Our bookstore application is a typical e-commerce application. In the future, it can be used for data mining. The bookstore application can be extended with an advertisement module. The advertisements send to customers can be generated by data mining processes. Data mining can do this by finding relationships between the books that someone ordered in the past and forecast what books someone would like in the future and send the customer a personalized advertisement about those books (Laura Squier, What is data mining, 2001).

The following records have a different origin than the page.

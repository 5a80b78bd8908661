//! Helpers shared by the resource commands

use std::collections::HashMap;

use anyhow::Context;
use dialoguer::Confirm;
use tcctl_core::models::StringMap;
use tcctl_core::validation::{is_uuid, parse_key_values, parse_tags, validate_project_name_or_id};
use tcctl_core::{Operation, TeamCloudClient};
use tracing::debug;

use crate::error::{Result as CliResult, TcCtlError};

/// Ask before a destructive action
///
/// Without a terminal on stdin nothing is asked and the action is refused.
pub fn confirm_action(message: &str) -> CliResult<bool> {
    use std::io::IsTerminal;

    if std::io::stdin().is_terminal() {
        Ok(Confirm::new()
            .with_prompt(message)
            .default(false)
            .interact()
            .context("Failed to get user confirmation")?)
    } else {
        eprintln!("Warning: {} Use --yes to skip confirmation.", message);
        Ok(false)
    }
}

/// Confirm a delete unless `--yes` was given
pub fn confirm_delete(what: &str, name: &str, yes: bool) -> CliResult<bool> {
    if yes {
        return Ok(true);
    }
    let confirmed = confirm_action(&format!("Delete {} '{}'?", what, name))?;
    if !confirmed {
        eprintln!("Aborted");
    }
    Ok(confirmed)
}

fn non_empty(map: HashMap<String, String>) -> Option<StringMap> {
    (!map.is_empty()).then_some(map)
}

/// `--tags`; `None` when no tags were given
pub fn tags(values: &[String]) -> CliResult<Option<StringMap>> {
    Ok(non_empty(parse_tags(values)?))
}

/// `--properties`; `None` when no properties were given
pub fn properties(values: &[String]) -> CliResult<Option<StringMap>> {
    Ok(non_empty(parse_key_values("--properties", values)?))
}

/// `None` for an empty list
pub fn non_empty_list(values: &[String]) -> Option<Vec<String>> {
    (!values.is_empty()).then(|| values.to_vec())
}

/// Resolve a project name or id to the project id
///
/// Ids pass through. Names are looked up on the service; any failure to
/// find the project is reported the same way.
pub async fn resolve_project_id(client: &TeamCloudClient, name_or_id: &str) -> CliResult<String> {
    validate_project_name_or_id(name_or_id)?;
    if is_uuid(name_or_id) {
        return Ok(name_or_id.to_string());
    }

    debug!("Resolving project name '{}'", name_or_id);
    let not_found = || TcCtlError::ProjectNotFound {
        name: name_or_id.to_string(),
    };

    match client.get_project(name_or_id).await? {
        Operation::Data(result) => {
            let id = result.data.id.ok_or_else(not_found)?;
            debug!("Project '{}' has id {}", name_or_id, id);
            Ok(id)
        }
        _ => Err(not_found()),
    }
}

#[cfg(test)]
mod tests {
    use super::*;

    fn strings(values: &[&str]) -> Vec<String> {
        values.iter().map(|s| s.to_string()).collect()
    }

    #[test]
    fn test_no_tags_is_none() {
        assert_eq!(tags(&[]).unwrap(), None);
        assert_eq!(properties(&[]).unwrap(), None);
    }

    #[test]
    fn test_tags_and_properties() {
        let parsed = tags(&strings(&["env=prod", "pilot"])).unwrap().unwrap();
        assert_eq!(parsed.len(), 2);

        assert!(properties(&strings(&["pilot"])).is_err());
    }

    #[test]
    fn test_yes_skips_confirmation() {
        assert!(confirm_delete("project", "contoso-web", true).unwrap());
    }
}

DATABASE DESIGN FOR BOOKLAND BOOKSTORE
ERD FOR BOOKLAND BOOKSTORE
Data Requirements for Bookland Bookstore:
Customers have a unique customer ID, a phone number, an email, an address and a name which is divided into two parts, first name and last name.
N.B.
MAPPING ERD INTO RELATIONS
CUSTOMER {cust_id, first_name, last_name, phone_num, email, state, city, street, postcode}
ORDER {order_id, order_date, order_status, cust_id}
ORDERLINE {order_id , ISBN , ordered_book_quantity}
BOOK {ISBN, title, price, language, supplier, publisher, publish_year, stock_quantity}
PERFORMING NORMALISATION ON MAPPED ERD RELATIONS
1st Normal Form
CUSTOMER {cust_id, first_name, last_name, phone_num, email, state, city, street, postcode}
ORDER {order_id, order_date, order_status, cust_id}
ORDERLINE {order_id , ISBN , book_quantity}
BOOK {ISBN, title, price, language, supplier, publisher, publish_year, stock_quantity}
Direct Mapping relations from ERD are already in 1st normal form because there is no multivalued attribute and no repeated row.
2nd Normal Form
CUSTOMER {cust_id, first_name, last_name, phone_num, email, state, city, street, postcode}
ORDER {order_id, order_date, order_status, cust_id}
ORDERLINE {order_id , ISBN , book_quantity}
BOOK {ISBN, title, price, language, supplier, publisher, publish_year, stock_quantity}
Direct Mapping relations from ERD are already in 2nd normal form because there is no partial functional dependency.
3rd Normal Form
CUSTOMER {cust_id, first_name, last_name, phone_num, email, street, postcode}
ORDER {order_id, order_date, order_status, cust_id}
ORDERING {order_id , ISBN , ordered_book_quantity}
BOOK {ISBN, title, price, language, supplier, publisher, publish_year, stock_quantity}
LOCATION {postcode, city, state}
So, the relations are in 3rd normal form because there is no transitive dependency.